PCOS characteristics entail polycystic ovaries diagnosed on ultrasound and the clinical and biochemical symptoms of hyperandrogenism (
7). Adams et al. stated that PCOS has key diagnostic criteria revealed by transvaginal ultrasound that appears more than ten cysts 2 - 8 mm in diameter arranged around an echo-dense stroma (
8). Takahashi et al. mentioned that ovarian volume higher than 6.2 mm and follicles number equal to or more than 10 (in 2 - 8 mm diameter) are ultrasonic criteria for PCOS diagnosis observed in 94% of PCOS cases (
9).
It is pertinent to mention that some other problems, such as the endocrine syndrome of hyperandrogenism and anovulation, may cause the same ovarian morphology and should be ruled out (
10).
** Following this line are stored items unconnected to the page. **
//! A directed graph keyed by vertex identifier.
//!
//! `Digraph<V>` owns its vertices; each vertex owns its outgoing edges, and
//! edges point at their target by identifier. The graph keeps the in/out
//! degree counters of every decoration in step with edge insertion and
//! removal.
//!
//! Removing a vertex clears the vertex's own outgoing edges but leaves edges
//! from other vertices pointing at it in place. Such dangling edges are
//! skipped by every algorithm and can be dropped with
//! [`Digraph::prune_dangling_edges`]. Re-inserting a vertex under the same
//! identifier makes them live again.
//!
//! ### Performance Characteristics
//! | Operation | Complexity | Notes |
//! |-----------|------------|-------|
//! | `add_vertex` | \(O(\log n)\) | |
//! | `remove_vertex` | \(O(d \log n)\) | `d` = out-degree of the removed vertex |
//! | `add_edge` / `remove_edge` | \(O(\log n + \log d)\) | |
//! | `bfs` / `dfs` | \(O(n + m)\) | Resets all decorations first |
//! | `shortest_path_dijkstra` / `a_star` | \(O(n^2 \log n + m)\) | Re-sorts the working set per extraction |
//! | `transpose` | \(O((n + m) \log n)\) | |
//! | `topological_sort` | \(O((n + m) \log n)\) | Kahn's algorithm |
//! | `strongly_connected_components` | \(O((n + m) \log n)\) | Kosaraju |

use std::collections::BTreeMap;

use super::{Edge, GraphError, Path, Result, Uid, Vertex, VertexCollection};

mod invariants;
mod shortest_path;
mod structure;
mod traversal;

#[cfg(test)]
mod tests;

/// A directed graph with payload `V` on every vertex.
#[derive(Debug, Clone)]
pub struct Digraph<V> {
    vertices: VertexCollection<V>,
    /// In-degree owed to identifiers that are currently absent, from edges
    /// left dangling by `remove_vertex`.
    orphaned_in_degree: BTreeMap<Uid, u64>,
    /// Outcome of the most recent `dfs`.
    acyclic: bool,
}

impl<V> Digraph<V> {
    /// Creates an empty graph.
    pub fn new() -> Self {
        Self {
            vertices: VertexCollection::new(),
            orphaned_in_degree: BTreeMap::new(),
            acyclic: true,
        }
    }

    /// Number of vertices.
    pub fn len(&self) -> usize {
        self.vertices.len()
    }

    /// Returns `true` if the graph has no vertices.
    pub fn is_empty(&self) -> bool {
        self.vertices.is_empty()
    }

    /// Number of edges, dangling ones included.
    pub fn edge_count(&self) -> usize {
        self.vertices.iter().map(|v| v.edges().len()).sum()
    }

    /// Returns `true` if a vertex with `id` exists.
    pub fn contains(&self, id: Uid) -> bool {
        self.vertices.contains(&id)
    }

    /// The vertex collection.
    pub fn vertex_collection(&self) -> &VertexCollection<V> {
        &self.vertices
    }

    /// Iterates vertices in identifier order.
    pub fn vertices(&self) -> impl Iterator<Item = &Vertex<V>> + '_ {
        self.vertices.iter()
    }

    /// Identifiers in ascending order.
    pub fn vertex_ids(&self) -> Vec<Uid> {
        self.vertices.keys().copied().collect()
    }

    /// Looks up a vertex.
    pub fn vertex(&self, id: Uid) -> Option<&Vertex<V>> {
        self.vertices.get(&id)
    }

    /// Looks up a vertex mutably. Only the payload can be changed through it.
    pub fn vertex_mut(&mut self, id: Uid) -> Option<&mut Vertex<V>> {
        self.vertices.get_mut(&id)
    }

    /// The first vertex, in identifier order, satisfying `predicate`.
    pub fn find_vertex<F>(&self, predicate: F) -> Option<&Vertex<V>>
    where
        F: FnMut(&Vertex<V>) -> bool,
    {
        self.vertices.find(predicate)
    }

    /// Every vertex satisfying `predicate`, in identifier order.
    pub fn vertices_where<F>(&self, mut predicate: F) -> Vec<&Vertex<V>>
    where
        F: FnMut(&Vertex<V>) -> bool,
    {
        self.vertices.iter().filter(|v| predicate(*v)).collect()
    }

    /// Adds a vertex holding `value`.
    ///
    /// # Errors
    /// [`GraphError::DuplicateKey`] if `id` is already present.
    pub fn add_vertex(&mut self, id: Uid, value: V) -> Result<&mut Self> {
        self.insert_vertex(Vertex::new(id, value))
    }

    /// Inserts a detached vertex, such as one returned by `remove_vertex`.
    ///
    /// The vertex's degree counters are recomputed for this graph.
    ///
    /// # Errors
    /// [`GraphError::DuplicateKey`] if its identifier is already present.
    pub fn insert_vertex(&mut self, mut vertex: Vertex<V>) -> Result<&mut Self> {
        let id = vertex.id();
        if self.vertices.contains(&id) {
            return Err(GraphError::DuplicateKey(id));
        }
        // Outgoing edges of a foreign vertex are meaningless here.
        vertex.edges_mut().clear();
        let owed = self.orphaned_in_degree.remove(&id).unwrap_or(0);
        let decoration = vertex.decoration_mut();
        decoration.reset();
        decoration.set_in_degree(owed);
        decoration.set_out_degree(0);
        if self.vertices.try_insert(vertex).is_err() {
            return Err(GraphError::DuplicateKey(id));
        }
        Ok(self)
    }

    /// Removes a vertex and clears its outgoing edges.
    ///
    /// Edges from other vertices into the removed one are left in place.
    pub fn remove_vertex(&mut self, id: Uid) -> Option<Vertex<V>> {
        let mut vertex = self.vertices.remove(&id)?;
        let edges: Vec<Edge> = vertex.edges_mut().drain().collect();
        for edge in edges {
            if edge.target() == id {
                vertex.decoration_mut().dec_in_degree();
            } else {
                self.release_in_degree(edge.target());
            }
        }
        vertex.decoration_mut().set_out_degree(0);

        let owed = vertex.decoration().in_degree();
        if owed > 0 {
            self.orphaned_in_degree.insert(id, owed);
        }
        graph_debug!(vertex = %id, dangling_in = owed, "removed vertex");
        Some(vertex)
    }

    /// Removes the first vertex, in identifier order, satisfying `predicate`.
    pub fn remove_vertex_where<F>(&mut self, predicate: F) -> Option<Vertex<V>>
    where
        F: FnMut(&Vertex<V>) -> bool,
    {
        let id = self.vertices.find(predicate)?.id();
        self.remove_vertex(id)
    }

    /// Adds the edge `from -> to` with `weight`.
    ///
    /// # Errors
    /// - [`GraphError::MissingVertex`] if either endpoint is absent.
    /// - [`GraphError::DuplicateEdge`] if the edge already exists.
    pub fn add_edge(&mut self, from: Uid, to: Uid, weight: f64) -> Result<&mut Self> {
        if !self.vertices.contains(&to) {
            return Err(GraphError::MissingVertex(to));
        }
        let source = self
            .vertices
            .get_mut(&from)
            .ok_or(GraphError::MissingVertex(from))?;
        if source.edges_mut().try_insert(Edge::new(from, to, weight)).is_err() {
            return Err(GraphError::DuplicateEdge { from, to });
        }
        source.decoration_mut().inc_out_degree();
        if let Some(target) = self.vertices.get_mut(&to) {
            target.decoration_mut().inc_in_degree();
        }
        Ok(self)
    }

    /// Adds the edge `from -> to` with [`Edge::UNSET_WEIGHT`].
    ///
    /// # Errors
    /// See [`Digraph::add_edge`].
    pub fn add_edge_default(&mut self, from: Uid, to: Uid) -> Result<&mut Self> {
        self.add_edge(from, to, Edge::UNSET_WEIGHT)
    }

    /// The edge `from -> to`, if present.
    pub fn edge(&self, from: Uid, to: Uid) -> Option<&Edge> {
        self.vertices.get(&from)?.edge_to(to)
    }

    /// The edge `from -> to` mutably, to change its weight.
    pub fn edge_mut(&mut self, from: Uid, to: Uid) -> Option<&mut Edge> {
        self.vertices.get_mut(&from)?.edges_mut().get_mut(&to)
    }

    /// Removes the edge `from -> to`.
    pub fn remove_edge(&mut self, from: Uid, to: Uid) -> Option<Edge> {
        let source = self.vertices.get_mut(&from)?;
        let edge = source.edges_mut().remove(&to)?;
        source.decoration_mut().dec_out_degree();
        self.release_in_degree(to);
        Some(edge)
    }

    /// Removes the first edge of `from`, in target order, satisfying `predicate`.
    pub fn remove_edge_where<F>(&mut self, from: Uid, predicate: F) -> Option<Edge>
    where
        F: FnMut(&Edge) -> bool,
    {
        let source = self.vertices.get_mut(&from)?;
        let edge = source.edges_mut().remove_where(predicate)?;
        source.decoration_mut().dec_out_degree();
        self.release_in_degree(edge.target());
        Some(edge)
    }

    /// Drops every edge whose target is not in the graph.
    ///
    /// Returns the number of edges removed.
    pub fn prune_dangling_edges(&mut self) -> usize {
        let live: Vec<Uid> = self.vertex_ids();
        let mut removed = 0;
        for vertex in self.vertices.iter_mut() {
            let before = vertex.edges().len();
            vertex
                .edges_mut()
                .retain(|edge| live.binary_search(&edge.target()).is_ok());
            let after = vertex.edges().len();
            removed += before - after;
            vertex.decoration_mut().set_out_degree(after as u64);
        }
        self.orphaned_in_degree.clear();
        graph_debug!(removed, "pruned dangling edges");
        removed
    }

    /// Resets the traversal state of every decoration. Degrees are kept.
    pub fn reset(&mut self) -> &mut Self {
        for vertex in self.vertices.iter_mut() {
            vertex.decoration_mut().reset();
        }
        self
    }

    /// Decrements the in-degree owed to `target`, present or not.
    fn release_in_degree(&mut self, target: Uid) {
        if let Some(vertex) = self.vertices.get_mut(&target) {
            vertex.decoration_mut().dec_in_degree();
        } else if let Some(owed) = self.orphaned_in_degree.get_mut(&target) {
            *owed -= 1;
            if *owed == 0 {
                self.orphaned_in_degree.remove(&target);
            }
        }
    }

    /// Walks ancestor links from `end` back to `start`.
    ///
    /// Returns `None` if the chain breaks before reaching `start`.
    fn trace_path(&self, start: Uid, end: Uid, cost: f64) -> Option<Path> {
        let mut vertices = vec![end];
        let mut current = end;
        while current != start {
            current = self.vertices.get(&current)?.decoration().ancestor()?;
            vertices.push(current);
            if vertices.len() > self.vertices.len() {
                return None;
            }
        }
        Some(Path::new(vertices, cost))
    }

    /// Fails with `MissingVertex` unless `id` is present.
    fn require(&self, id: Uid) -> Result<()> {
        if self.vertices.contains(&id) {
            Ok(())
        } else {
            Err(GraphError::MissingVertex(id))
        }
    }
}

impl<V> Default for Digraph<V> {
    fn default() -> Self {
        Self::new()
    }
}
Therefore, PCOS is diagnosed based on the clinical and/or biochemical evidence of hyperandrogenism, along with ruling out other reasons for increased androgens, oligo or anovulation, and polycystic ovaries (
11).
Hirsutism is a common disorder that affects 5 - 15% of women of reproductive age and varies based on race and ethnicity (
12-
14). In addition to PCOS, many medications can also cause hirsutism (
15). Approximately, 92% of patients are suffering from this disease based on some studies (
16). In many cases, an increased androgen level or accelerated response of target tissues to androgen is responsible for hirsutism incidence. A high androgen level causes hirsutism in more than 80% of cases (
12,
13).
Elevated LH relative to FSH release has always been noted in PCOS. However, the pulsatile nature of their release and the lack of specificity are the main reasons for not considering LH/FSH ratio as a PCOS diagnostic criteria (
17). Obesity plays an essential role in developing hyperandrogenism, and roughly half of the women with PCOS are obese or overweight (
18,
19). Insulin resistance is found in both obese and non-obese PCOS cases. Hyperinsulinemia has a positive correlation with some degree of hyperandrogenism. However, higher androgen levels and prominent insulin resistance have been reported in women with obesity and PCOS (
19).
Several studies have investigated the various symptoms of PCOS in Iran. However, the relationship between these signs in affected women has not been thoroughly evaluated. Studying simultaneous symptoms and the relationships and interactions between diverse factors can be the basis for the early diagnosis and treatment of this disease.